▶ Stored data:
use thiserror::Error;

use drm_widevine::CdmError;

use crate::store::RequestId;

/**
    Why a single license exchange was abandoned.

    None of these stop the process; the dispatcher logs them and keeps
    serving later events.
*/
#[derive(Debug, Clone, Error)]
pub enum InterceptError {
    /// Malformed envelope or inner message.
    #[error("parse error: {0}")]
    Parse(String),

    /// The selected strategy cannot handle this challenge.
    #[error("configuration error: {0}")]
    Configuration(String),

    /// A license whose request id has no stored context.
    #[error("no exchange in flight for request id {0}")]
    Correlation(RequestId),

    /// The DRM client capability failed.
    #[error("license client failed: {0}")]
    Capability(CdmError),

    /// The license signature does not verify. Keys are never emitted.
    #[error("license signature mismatch, rejecting license")]
    SignatureMismatch,

    #[error("an exchange for request id {0} is already in flight")]
    DuplicateRequest(RequestId),

    /// Local cryptography failed (signing, session key recovery, key unwrap).
    #[error("crypto error: {0}")]
    Crypto(CdmError),
}

impl InterceptError {
    /**
        Classify a failure of the DRM client capability. A license rejected
        for its signature keeps its own kind.
    */
    pub fn capability(e: CdmError) -> Self {
        match e {
            CdmError::HmacMismatch => Self::SignatureMismatch,
            other => Self::Capability(other),
        }
    }

    pub fn crypto(e: CdmError) -> Self {
        match e {
            CdmError::HmacMismatch => Self::SignatureMismatch,
            other => Self::Crypto(other),
        }
    }

    /// Short kind name for log fields.
    pub fn kind(&self) -> &'static str {
        match self {
            Self::Parse(_) => "parse",
            Self::Configuration(_) => "configuration",
            Self::Correlation(_) => "correlation",
            Self::Capability(_) => "capability",
            Self::SignatureMismatch => "signature_mismatch",
            Self::DuplicateRequest(_) => "duplicate_request",
            Self::Crypto(_) => "crypto",
        }
    }
}

impl From<drm_widevine::proto::prost::DecodeError> for InterceptError {
    fn from(e: drm_widevine::proto::prost::DecodeError) -> Self {
        Self::Parse(e.to_string())
    }
}

/**
    Type alias for results that may return an [`InterceptError`].
*/
pub type InterceptResult<T> = std::result::Result<T, InterceptError>;
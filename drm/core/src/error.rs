use thiserror::Error;

/**
    Errors from content header (PSSH) parsing.
*/
#[derive(Debug, Clone, PartialEq, Eq, Error)]
pub enum HeaderError {
    #[error("invalid base64: {0}")]
    InvalidBase64(String),

    #[error("malformed PSSH box: {0}")]
    Malformed(String),

    #[error("content header is empty")]
    Empty,
}

/**
    Errors from constructing or parsing a [`ContentKey`](crate::ContentKey).
*/
#[derive(Debug, Clone, PartialEq, Eq, Error)]
pub enum ContentKeyError {
    #[error("key ID must be 16 bytes, got {0}")]
    InvalidKidLength(usize),

    #[error("key material is empty")]
    EmptyKey,

    #[error("expected 'kid:key' format")]
    InvalidFormat,

    #[error("invalid hex: {0}")]
    InvalidHex(String),
}

/**
    Error returned by `FromStr` implementations on enum types.
*/
#[derive(Debug, Clone, PartialEq, Eq, Error)]
#[error("unknown {kind} '{value}'")]
pub struct ParseError {
    pub kind: &'static str,
    pub value: String,
}
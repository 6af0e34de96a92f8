use std::io;
use std::net::SocketAddr;
use std::sync::Arc;
use std::time::Duration;

use tokio::io::{AsyncBufReadExt, AsyncWriteExt, BufReader};
use tokio::net::{TcpListener, TcpStream};
use tokio::sync::watch;

use crate::dispatch::Dispatcher;

/// Pause after a failed accept, so a full descriptor table is not spun on.
const ACCEPT_BACKOFF: Duration = Duration::from_millis(100);

/**
    Source of agent connections. Implemented by [`TcpListener`].
*/
trait Listener: Send + Sync {
    fn accept(&self) -> impl Future<Output = io::Result<(TcpStream, SocketAddr)>> + Send;
}

impl Listener for TcpListener {
    fn accept(&self) -> impl Future<Output = io::Result<(TcpStream, SocketAddr)>> + Send {
        TcpListener::accept(self)
    }
}

/**
    Serve hooking agents on `listener` until `shutdown_rx` turns `true`.

    Each connection carries newline-delimited JSON in both directions and is
    served by its own task. Messages on one connection are handled in order;
    the exchange work itself runs on the blocking pool. A failed accept is
    logged and the listener keeps running.
*/
pub async fn serve(
    listener: TcpListener,
    dispatcher: Arc<Dispatcher>,
    shutdown_rx: watch::Receiver<bool>,
) -> io::Result<()> {
    serve_on(listener, dispatcher, shutdown_rx).await
}

async fn serve_on(
    listener: impl Listener,
    dispatcher: Arc<Dispatcher>,
    mut shutdown_rx: watch::Receiver<bool>,
) -> io::Result<()> {
    loop {
        tokio::select! {
            accepted = listener.accept() => {
                let (stream, peer) = match accepted {
                    Ok(accepted) => accepted,
                    Err(e) => {
                        tracing::warn!("failed to accept agent connection: {e}");
                        tokio::time::sleep(ACCEPT_BACKOFF).await;
                        continue;
                    }
                };
                tracing::info!(%peer, "agent connected");
                let dispatcher = Arc::clone(&dispatcher);
                tokio::spawn(async move {
                    if let Err(e) = connection(stream, dispatcher).await {
                        tracing::warn!(%peer, "agent connection failed: {e}");
                    }
                    tracing::info!(%peer, "agent disconnected");
                });
            }
            changed = shutdown_rx.changed() => {
                if changed.is_err() || *shutdown_rx.borrow() {
                    return Ok(());
                }
            }
        }
    }
}

async fn connection(stream: TcpStream, dispatcher: Arc<Dispatcher>) -> io::Result<()> {
    let (reader, mut writer) = stream.into_split();
    let mut lines = BufReader::new(reader).lines();

    while let Some(line) = lines.next_line().await? {
        if line.trim().is_empty() {
            continue;
        }
        let dispatcher = Arc::clone(&dispatcher);
        let reply = tokio::task::spawn_blocking(move || dispatcher.handle_line(&line))
            .await
            .map_err(io::Error::other)?;

        if let Some(mut reply) = reply {
            reply.push('\n');
            writer.write_all(reply.as_bytes()).await?;
            writer.flush().await?;
        }
    }
    Ok(())
}

/**
    Bind the bridge listener.
*/
pub async fn bind(addr: SocketAddr) -> io::Result<TcpListener> {
    TcpListener::bind(addr).await
}
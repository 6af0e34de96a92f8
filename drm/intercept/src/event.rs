use serde::{Deserialize, Serialize};

/**
    Messages as the hooking agent sends them:

    ```text
    {"type":"send","payload":{"type":"challenge","challenge":[..],"service_certificate":[..]|null}}
    {"type":"send","payload":{"type":"license","license":[..]}}
    {"type":"error","description":"..","stack":".."}
    ```

    Byte sequences are JSON arrays of unsigned bytes.
*/
#[derive(Debug, Deserialize)]
#[serde(tag = "type", rename_all = "lowercase")]
enum AgentMessage {
    Send {
        payload: Payload,
    },
    Error {
        #[serde(default)]
        description: Option<String>,
        #[serde(default)]
        stack: Option<String>,
    },
    #[serde(other)]
    Unknown,
}

#[derive(Debug, Deserialize)]
#[serde(tag = "type", rename_all = "lowercase")]
enum Payload {
    Challenge {
        #[serde(default)]
        challenge: Option<Vec<u8>>,
        #[serde(default)]
        service_certificate: Option<Vec<u8>>,
    },
    License {
        #[serde(default)]
        license: Option<Vec<u8>>,
    },
    #[serde(other)]
    Unknown,
}

/**
    An event the engine reacts to.
*/
#[derive(Debug, Clone, PartialEq, Eq)]
pub enum BridgeEvent {
    /// The application produced a license challenge and is waiting for a reply.
    Challenge {
        challenge: Vec<u8>,
        service_certificate: Option<Vec<u8>>,
    },
    /// The application received a license response.
    License { license: Vec<u8> },
    /// The agent reported a script error.
    Error { description: String },
}

impl BridgeEvent {
    /**
        Decode one agent message. Well-formed messages of a type the engine
        does not handle yield `Ok(None)`.
    */
    pub fn parse(line: &str) -> Result<Option<Self>, serde_json::Error> {
        let event = match serde_json::from_str::<AgentMessage>(line)? {
            AgentMessage::Send {
                payload:
                    Payload::Challenge {
                        challenge,
                        service_certificate,
                    },
            } => Some(Self::Challenge {
                challenge: challenge.unwrap_or_default(),
                service_certificate,
            }),
            AgentMessage::Send {
                payload: Payload::License { license },
            } => Some(Self::License {
                license: license.unwrap_or_default(),
            }),
            AgentMessage::Error { description, stack } => Some(Self::Error {
                description: stack
                    .or(description)
                    .unwrap_or_else(|| "agent reported an error without details".into()),
            }),
            AgentMessage::Send {
                payload: Payload::Unknown,
            }
            | AgentMessage::Unknown => None,
        };
        Ok(event)
    }
}

/**
    A reply to the agent. A response without `newChallenge` lets the
    application send its original challenge.
*/
#[derive(Debug, Clone, PartialEq, Eq, Serialize)]
#[serde(tag = "type", rename_all = "lowercase")]
pub enum BridgeReply {
    Response {
        #[serde(rename = "newChallenge", skip_serializing_if = "Option::is_none")]
        new_challenge: Option<Vec<u8>>,
    },
}

impl BridgeReply {
    pub fn replace(new_challenge: Vec<u8>) -> Self {
        Self::Response {
            new_challenge: Some(new_challenge),
        }
    }

    pub fn keep_original() -> Self {
        Self::Response {
            new_challenge: None,
        }
    }

    pub fn to_line(&self) -> Result<String, serde_json::Error> {
        serde_json::to_string(self)
    }
}

#[cfg(test)]
mod tests {
    use super::*;

    #[test]
    fn challenge_with_certificate() {
        let line = r#"{"type":"send","payload":{"type":"challenge","challenge":[8,1,18,255],"service_certificate":[1,2]}}"#;
        assert_eq!(
            BridgeEvent::parse(line).unwrap(),
            Some(BridgeEvent::Challenge {
                challenge: vec![8, 1, 18, 255],
                service_certificate: Some(vec![1, 2]),
            })
        );
    }

    #[test]
    fn challenge_without_certificate() {
        for line in [
            r#"{"type":"send","payload":{"type":"challenge","challenge":[1],"service_certificate":null}}"#,
            r#"{"type":"send","payload":{"type":"challenge","challenge":[1]}}"#,
        ] {
            assert_eq!(
                BridgeEvent::parse(line).unwrap(),
                Some(BridgeEvent::Challenge {
                    challenge: vec![1],
                    service_certificate: None,
                })
            );
        }
    }

    #[test]
    fn license() {
        let line = r#"{"type":"send","payload":{"type":"license","license":[2,3]}}"#;
        assert_eq!(
            BridgeEvent::parse(line).unwrap(),
            Some(BridgeEvent::License {
                license: vec![2, 3]
            })
        );
    }

    #[test]
    fn error_prefers_stack() {
        let line = r#"{"type":"error","description":"ReferenceError","stack":"at hook.js:1","fileName":"hook.js","lineNumber":1}"#;
        assert_eq!(
            BridgeEvent::parse(line).unwrap(),
            Some(BridgeEvent::Error {
                description: "at hook.js:1".into()
            })
        );

        let line = r#"{"type":"error","description":"ReferenceError"}"#;
        assert_eq!(
            BridgeEvent::parse(line).unwrap(),
            Some(BridgeEvent::Error {
                description: "ReferenceError".into()
            })
        );
    }

    #[test]
    fn unknown_types_are_ignored() {
        assert_eq!(BridgeEvent::parse(r#"{"type":"log","level":"info"}"#).unwrap(), None);
        assert_eq!(
            BridgeEvent::parse(r#"{"type":"send","payload":{"type":"provision"}}"#).unwrap(),
            None
        );
    }

    #[test]
    fn malformed_lines_fail() {
        assert!(BridgeEvent::parse("not json").is_err());
        assert!(BridgeEvent::parse(r#"{"type":"send"}"#).is_err());
        assert!(BridgeEvent::parse(r#"{"type":"send","payload":{"type":"license","license":[256]}}"#).is_err());
    }

    #[test]
    fn reply_serialization() {
        assert_eq!(
            BridgeReply::replace(vec![1, 2, 3]).to_line().unwrap(),
            r#"{"type":"response","newChallenge":[1,2,3]}"#
        );
        assert_eq!(
            BridgeReply::keep_original().to_line().unwrap(),
            r#"{"type":"response"}"#
        );
    }
}
impl ChallengeMessage {
    pub fn decode(envelope: &SignedEnvelope) -> InterceptResult<Self> {
        let payload = envelope.expect(MessageType::LicenseRequest)?;
        Ok(Self {
            payload: payload.to_vec(),
            request: LicenseRequest::decode(payload)?,
        })
    }

    /// The request bytes, byte-identical to the received ones apart from edits.
    pub fn encode(&self) -> Vec<u8> {
        self.payload.clone()
    }

    pub fn request(&self) -> &LicenseRequest {
        &self.request
    }

    /**
        The plain client identification, if the challenge carries one with
        any field set. Challenges made under a service certificate only
        carry the encrypted form.
    */
    pub fn identity_binding(&self) -> Option<&ClientIdentification> {
        self.request
            .client_id
            .as_ref()
            .filter(|client_id| **client_id != ClientIdentification::default())
    }

    pub fn client_info(&self) -> &[NameValue] {
        self.identity_binding()
            .map(|client_id| client_id.client_info.as_slice())
            .unwrap_or_default()
    }

    /**
        Replace `ClientIdentification.token`, leaving every other byte of the
        request as it was. Returns `false` when there is no identity binding.
    */
    pub fn set_identity_token(&mut self, token: &[u8]) -> InterceptResult<bool> {
        if self.identity_binding().is_none() {
            return Ok(false);
        }
        let (payload, _) = wire::edit_message(&self.payload, CLIENT_ID_FIELD, |client_id| {
            wire::set_bytes(client_id, TOKEN_FIELD, token)
        })?;
        self.request = LicenseRequest::decode(payload.as_slice())?;
        self.payload = payload;
        Ok(true)
    }

    fn variant(&self) -> InterceptResult<&ContentIdVariant> {
        self.request
            .content_id
            .as_ref()
            .and_then(|content_id| content_id.content_id_variant.as_ref())
            .ok_or_else(|| InterceptError::Parse("challenge has no content identification".into()))
    }

    pub fn request_id(&self) -> InterceptResult<RequestId> {
        let request_id = match self.variant()? {
            ContentIdVariant::WidevinePsshData(data) => data.request_id.as_deref(),
            ContentIdVariant::WebmKeyId(data) => data.request_id.as_deref(),
            ContentIdVariant::InitData(data) => data.request_id.as_deref(),
            ContentIdVariant::ExistingLicense(data) => data
                .license_id
                .as_ref()
                .and_then(|id| id.request_id.as_deref()),
        };
        request_id
            .map(RequestId::from)
            .ok_or_else(|| InterceptError::Parse("challenge has no request id".into()))
    }

    pub fn license_type(&self) -> LicenseType {
        let raw = match self.variant() {
            Ok(ContentIdVariant::WidevinePsshData(data)) => data.license_type,
            Ok(ContentIdVariant::WebmKeyId(data)) => data.license_type,
            Ok(ContentIdVariant::InitData(data)) => data.license_type,
            _ => None,
        };
        LicenseType::from_proto_raw(raw)
    }

    /**
        The first content header of the challenge (the first `pssh_data`
        entry, or the init data of an init-data request).
    */
    pub fn content_header(&self) -> InterceptResult<ContentHeader> {
        let header = match self.variant()? {
            ContentIdVariant::WidevinePsshData(data) => data.pssh_data.first(),
            ContentIdVariant::InitData(data) => data.init_data.as_ref(),
            _ => None,
        };
        let header =
            header.ok_or_else(|| InterceptError::Parse("challenge has no PSSH data".into()))?;
        ContentHeader::parse(header).map_err(|e| InterceptError::Parse(e.to_string()))
    }
}

/**
    The `License` inside a license envelope.
*/
#[derive(Debug, Clone, PartialEq)]
pub struct LicenseMessage {
    license: License,
}

impl LicenseMessage {
    pub fn decode(envelope: &SignedEnvelope) -> InterceptResult<Self> {
        let payload = envelope.expect(MessageType::License)?;
        Ok(Self {
            license: License::decode(payload)?,
        })
    }

    pub fn license(&self) -> &License {
        &self.license
    }

    pub fn request_id(&self) -> InterceptResult<RequestId> {
        self.license
            .id
            .as_ref()
            .and_then(|id| id.request_id.as_deref())
            .map(RequestId::from)
            .ok_or_else(|| InterceptError::Parse("license has no request id".into()))
    }
}
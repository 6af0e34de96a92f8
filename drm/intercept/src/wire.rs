/*!
    Field-level edits on encoded protobuf messages.

    Re-encoding a decoded message drops every field the local schema does
    not know about. Edits here splice bytes instead: records other than
    the edited field are copied verbatim and keep their position.
*/

use drm_widevine::proto::prost::encoding::{
    WireType, decode_key, decode_varint, encode_key, encode_varint,
};

use crate::error::{InterceptError, InterceptResult};

/// One top-level record of an encoded message.
struct Record<'a> {
    number: u32,
    wire_type: WireType,
    /// Key and value as they appear on the wire.
    bytes: &'a [u8],
    /// Contents of a length-delimited value, empty otherwise.
    value: &'a [u8],
}

fn records(message: &[u8]) -> InterceptResult<Vec<Record<'_>>> {
    let mut out = Vec::new();
    let mut rest = message;
    while !rest.is_empty() {
        let mut cursor = rest;
        let (number, wire_type) = decode_key(&mut cursor)?;
        let value = skip_value(&mut cursor, number, wire_type)?;
        let used = rest.len() - cursor.len();
        out.push(Record {
            number,
            wire_type,
            bytes: &rest[..used],
            value,
        });
        rest = cursor;
    }
    Ok(out)
}

fn skip_value<'a>(
    cursor: &mut &'a [u8],
    number: u32,
    wire_type: WireType,
) -> InterceptResult<&'a [u8]> {
    match wire_type {
        WireType::Varint => {
            decode_varint(cursor)?;
            Ok(&[])
        }
        WireType::SixtyFourBit => take(cursor, 8),
        WireType::ThirtyTwoBit => take(cursor, 4),
        WireType::LengthDelimited => {
            let len = decode_varint(cursor)?;
            let len = usize::try_from(len)
                .map_err(|_| InterceptError::Parse(format!("field {number} is too long")))?;
            take(cursor, len)
        }
        WireType::StartGroup => loop {
            let (inner, inner_type) = decode_key(cursor)?;
            if inner_type == WireType::EndGroup {
                if inner != number {
                    return Err(InterceptError::Parse(format!(
                        "group {number} closed by {inner}"
                    )));
                }
                return Ok(&[]);
            }
            skip_value(cursor, inner, inner_type)?;
        },
        WireType::EndGroup => Err(InterceptError::Parse(format!(
            "unmatched end of group {number}"
        ))),
    }
}

fn take<'a>(cursor: &mut &'a [u8], n: usize) -> InterceptResult<&'a [u8]> {
    if cursor.len() < n {
        return Err(InterceptError::Parse("message is truncated".into()));
    }
    let (head, tail) = cursor.split_at(n);
    *cursor = tail;
    Ok(head)
}

fn push_bytes(out: &mut Vec<u8>, number: u32, value: &[u8]) {
    encode_key(number, WireType::LengthDelimited, out);
    encode_varint(value.len() as u64, out);
    out.extend_from_slice(value);
}

/**
    Set a bytes field. The first occurrence is replaced in place and later
    ones are dropped; an absent field is appended.
*/
pub fn set_bytes(message: &[u8], number: u32, value: &[u8]) -> InterceptResult<Vec<u8>> {
    let mut out = Vec::with_capacity(message.len() + value.len());
    let mut written = false;
    for record in records(message)? {
        if record.number != number {
            out.extend_from_slice(record.bytes);
        } else if !written {
            push_bytes(&mut out, number, value);
            written = true;
        }
    }
    if !written {
        push_bytes(&mut out, number, value);
    }
    Ok(out)
}

pub fn remove(message: &[u8], number: u32) -> InterceptResult<Vec<u8>> {
    let mut out = Vec::with_capacity(message.len());
    for record in records(message)? {
        if record.number != number {
            out.extend_from_slice(record.bytes);
        }
    }
    Ok(out)
}

/**
    Rewrite every occurrence of an embedded message field with `edit`.
    Returns the new message and how many occurrences were rewritten.
*/
pub fn edit_message(
    message: &[u8],
    number: u32,
    mut edit: impl FnMut(&[u8]) -> InterceptResult<Vec<u8>>,
) -> InterceptResult<(Vec<u8>, usize)> {
    let mut out = Vec::with_capacity(message.len());
    let mut edited = 0;
    for record in records(message)? {
        if record.number == number && record.wire_type == WireType::LengthDelimited {
            push_bytes(&mut out, number, &edit(record.value)?);
            edited += 1;
        } else {
            out.extend_from_slice(record.bytes);
        }
    }
    Ok((out, edited))
}

#[cfg(test)]
mod tests {
    use super::*;
    use drm_widevine::proto::{ClientIdentification, Message};

    fn bytes_field(number: u32, value: &[u8]) -> Vec<u8> {
        let mut out = Vec::new();
        push_bytes(&mut out, number, value);
        out
    }

    fn varint_field(number: u32, value: u64) -> Vec<u8> {
        let mut out = Vec::new();
        encode_key(number, WireType::Varint, &mut out);
        encode_varint(value, &mut out);
        out
    }

    #[test]
    fn set_keeps_other_records_in_place() {
        let message = [
            varint_field(1, 300),
            bytes_field(2, b"old"),
            bytes_field(20, b"future"),
        ]
        .concat();
        let edited = set_bytes(&message, 2, b"new-token").unwrap();
        assert_eq!(
            edited,
            [
                varint_field(1, 300),
                bytes_field(2, b"new-token"),
                bytes_field(20, b"future"),
            ]
            .concat()
        );
    }

    #[test]
    fn set_appends_missing_field_and_collapses_repeats() {
        let message = varint_field(1, 2);
        assert_eq!(
            set_bytes(&message, 2, b"x").unwrap(),
            [varint_field(1, 2), bytes_field(2, b"x")].concat()
        );

        let repeated = [bytes_field(2, b"a"), varint_field(1, 2), bytes_field(2, b"b")].concat();
        assert_eq!(
            set_bytes(&repeated, 2, b"x").unwrap(),
            [bytes_field(2, b"x"), varint_field(1, 2)].concat()
        );
    }

    #[test]
    fn remove_drops_every_occurrence() {
        let message = [bytes_field(9, b"a"), varint_field(1, 2), bytes_field(9, b"b")].concat();
        assert_eq!(remove(&message, 9).unwrap(), varint_field(1, 2));
    }

    #[test]
    fn edit_reaches_nested_fields() {
        let client_id = ClientIdentification {
            r#type: Some(1),
            token: Some(b"app".to_vec()),
            ..Default::default()
        };
        let inner = [client_id.encode_to_vec(), bytes_field(99, b"vendor")].concat();
        let message = [bytes_field(1, &inner), bytes_field(20, b"future")].concat();

        let (edited, count) =
            edit_message(&message, 1, |inner| set_bytes(inner, 2, b"local")).unwrap();
        assert_eq!(count, 1);

        let records = records(&edited).unwrap();
        assert_eq!(records[1].bytes, bytes_field(20, b"future"));
        let inner = records[0].value;
        let decoded = ClientIdentification::decode(inner).unwrap();
        assert_eq!(decoded.token.as_deref(), Some(&b"local"[..]));
        assert!(inner.ends_with(&bytes_field(99, b"vendor")));
    }

    #[test]
    fn fixed_width_and_group_records_are_copied() {
        let mut group = Vec::new();
        encode_key(7, WireType::StartGroup, &mut group);
        group.extend(varint_field(1, 5));
        encode_key(7, WireType::EndGroup, &mut group);
        let mut fixed = Vec::new();
        encode_key(8, WireType::ThirtyTwoBit, &mut fixed);
        fixed.extend([1, 2, 3, 4]);

        let message = [group.clone(), fixed.clone(), bytes_field(2, b"old")].concat();
        assert_eq!(
            set_bytes(&message, 2, b"new").unwrap(),
            [group, fixed, bytes_field(2, b"new")].concat()
        );
    }

    #[test]
    fn truncated_message_is_parse_error() {
        let message = bytes_field(2, b"token");
        assert!(matches!(
            set_bytes(&message[..message.len() - 1], 2, b"x"),
            Err(InterceptError::Parse(_))
        ));
    }
}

▶ Activity:
Among the records above, find each line holding "kind" and list it.

▶ Answer to this task:
        for its signature keeps its own kind.
    /// Short kind name for log fields.
    pub fn kind(&self) -> &'static str {
#[error("unknown {kind} '{value}'")]
    pub kind: &'static str,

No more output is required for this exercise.